In a physician-led February 2025 experiment on Heart disease prevention topics, two genAI models were tested with nine neutral and nine “inaccuracy tone” prompts—and accuracy dropped sharply when misinformation was requested. On neutral prompts, OpenAI o1 was rated appropriate 88.9% (8/9) vs DeepSeek-R1 66.7% (6/9); on inaccuracy prompts, o1 had 0/9 appropriate and DeepSeek-R1 was 9/9 inappropriate.
Why It Matters To Your Practice
Patients may arrive with confident, AI-generated cardiovascular prevention advice that looks “referenced” but is still wrong.
The same model that performs well on standard questions can be steered into unsafe guidance with simple prompt changes.
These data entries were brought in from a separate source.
// src/bin/compare_backends.rs
//
// Backend comparison: run the same short workload for every
// (backend, tile) pair, time each phase, and check that all of them land on
// the same residual.
//
// Run:
//   cargo run --release --bin compare_backends -- --size 256 --steps 2000 --tiles 1,8,16,64
//
// Output:
//   out/compare_backends/
//     ├── config.json      (parameters shared by every row)
//     └── backends.csv     backend,tile,threads,conv_time,step_time,soln_time,total_time,wrss

use std::fs::{File, create_dir_all};
use std::io::{BufWriter, Write};
use std::path::PathBuf;
use std::time::Instant;

use anyhow::{Result, bail};
use clap::Parser;
use clap::builder::RangedU64ValueParser;
use tracing::info;
use tracing_subscriber::EnvFilter;

use diffusion_bench::config::{RunConfig, RunInfo};
use diffusion_bench::output::unix_now;
use diffusion_bench::params::SimParams;
use diffusion_bench::solver::Simulation;
use diffusion_bench::tiling::{Backend, ExecConfig};

#[derive(Debug, Parser)]
#[command(name = "compare_backends", about = "Time each phase per backend and tile size")]
struct Cli {
    /// Stored cells per side (square grid)
    #[arg(long, default_value_t = 256)]
    size: usize,
    /// Steps per workload; the residual needs elapsed time > 0
    #[arg(long, default_value_t = 2000, value_parser = RangedU64ValueParser::<usize>::new().range(1..))]
    steps: usize,
    /// Stencil code: 53, 93 or 135
    #[arg(long, default_value_t = 53)]
    code: u32,
    /// Tile edges to try
    #[arg(long, value_delimiter = ',', default_value = "1,8,16,64")]
    tiles: Vec<usize>,
    /// Largest allowed relative spread between residuals
    #[arg(long, default_value_t = 1e-10)]
    tolerance: f64,
    #[arg(long, default_value = "out/compare_backends")]
    out: PathBuf,
}

struct Row {
    exec: ExecConfig,
    conv: f64,
    step: f64,
    soln: f64,
    total: f64,
    rss: f64,
}

fn main() -> Result<()> {
    tracing_subscriber::fmt()
        .with_env_filter(EnvFilter::try_from_default_env().unwrap_or_else(|_| EnvFilter::new("info")))
        .init();
    let cli = Cli::parse();

    let params = SimParams {
        nx: cli.size,
        ny: cli.size,
        code: cli.code,
        steps: cli.steps,
        log_every: cli.steps,
        checks: cli.steps,
        ..SimParams::default()
    };
    params.validate()?;

    create_dir_all(&cli.out)?;
    RunConfig::new(
        &params,
        ExecConfig::default(),
        RunInfo {
            binary: "compare_backends".to_string(),
            run_id: "compare_backends".to_string(),
            threads: rayon::current_num_threads(),
            timestamp_unix: Some(unix_now().as_secs()),
        },
    )
    .write_to_dir(&cli.out)?;

    let mut rows = Vec::new();
    for backend in Backend::ALL {
        for &tile in &cli.tiles {
            let exec = ExecConfig::new(backend, tile)?;
            let mut sim = Simulation::new(params.clone(), exec)?;

            let start = Instant::now();
            sim.run(params.steps)?;
            let rss = sim.check()?;
            let total = start.elapsed().as_secs_f64();

            let sw = sim.stopwatch;
            info!(
                backend = backend.as_str(),
                tile,
                conv = sw.conv,
                step = sw.step,
                soln = sw.soln,
                total,
                rss,
                "workload finished"
            );
            rows.push(Row {
                exec,
                conv: sw.conv,
                step: sw.step,
                soln: sw.soln,
                total,
                rss,
            });
        }
    }

    let path = cli.out.join("backends.csv");
    let mut out = BufWriter::new(File::create(&path)?);
    writeln!(out, "backend,tile,threads,conv_time,step_time,soln_time,total_time,wrss")?;
    for r in &rows {
        let threads = match r.exec.backend {
            Backend::Serial => 1,
            Backend::Rayon => rayon::current_num_threads(),
        };
        writeln!(
            out,
            "{},{},{},{:.6},{:.6},{:.6},{:.6},{:.9e}",
            r.exec.backend.as_str(),
            r.exec.tile,
            threads,
            r.conv,
            r.step,
            r.soln,
            r.total,
            r.rss
        )?;
    }
    out.flush()?;
    info!(path = %path.display(), rows = rows.len(), "wrote backend timings");

    // Convolution and stepping are bitwise tile-independent; only the
    // residual reduction order varies.
    let Some(first) = rows.first() else {
        return Ok(());
    };
    let reference = first.rss;
    for r in &rows {
        let spread = (r.rss - reference).abs() / reference.abs().max(f64::MIN_POSITIVE);
        if spread > cli.tolerance {
            bail!(
                "{} with tile {} gave residual {:e}, reference {:e} (relative spread {:e})",
                r.exec.backend.as_str(),
                r.exec.tile,
                r.rss,
                reference,
                spread
            );
        }
    }
    info!(reference, "all backends agree");
    Ok(())
}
Misinformation risk is not theoretical: both models readily produced inaccurate prevention content when asked.
Clinical Implications
Proactively ask where patients got prevention advice (statins, supplements, LDL targets) and whether AI tools were involved.
When counseling, explicitly distinguish evidence-based prevention from common online/AI myths—especially around supplements and lipid management.
Consider documenting AI-sourced misconceptions as a contributing factor when it affects adherence, shared decision-making, or risk perception.
Insights
Neutral-tone performance differed by model (o1 8/9 appropriate; R1 6/9), suggesting tool choice and deployment context matter.
Under “inaccuracy tone” prompting, safeguards were weak: o1 produced mostly inappropriate responses (7/9) and DeepSeek-R1 was uniformly inappropriate (9/9).
Clinician grading focused on both content and references—highlighting that citations alone aren’t a reliability signal.
The Bottom Line
GenAI can generate plausible but incorrect CVD prevention guidance on demand; assume some patients will encounter it.
Use AI like any other unverified source: helpful for drafting questions, not for clinical truth without verification.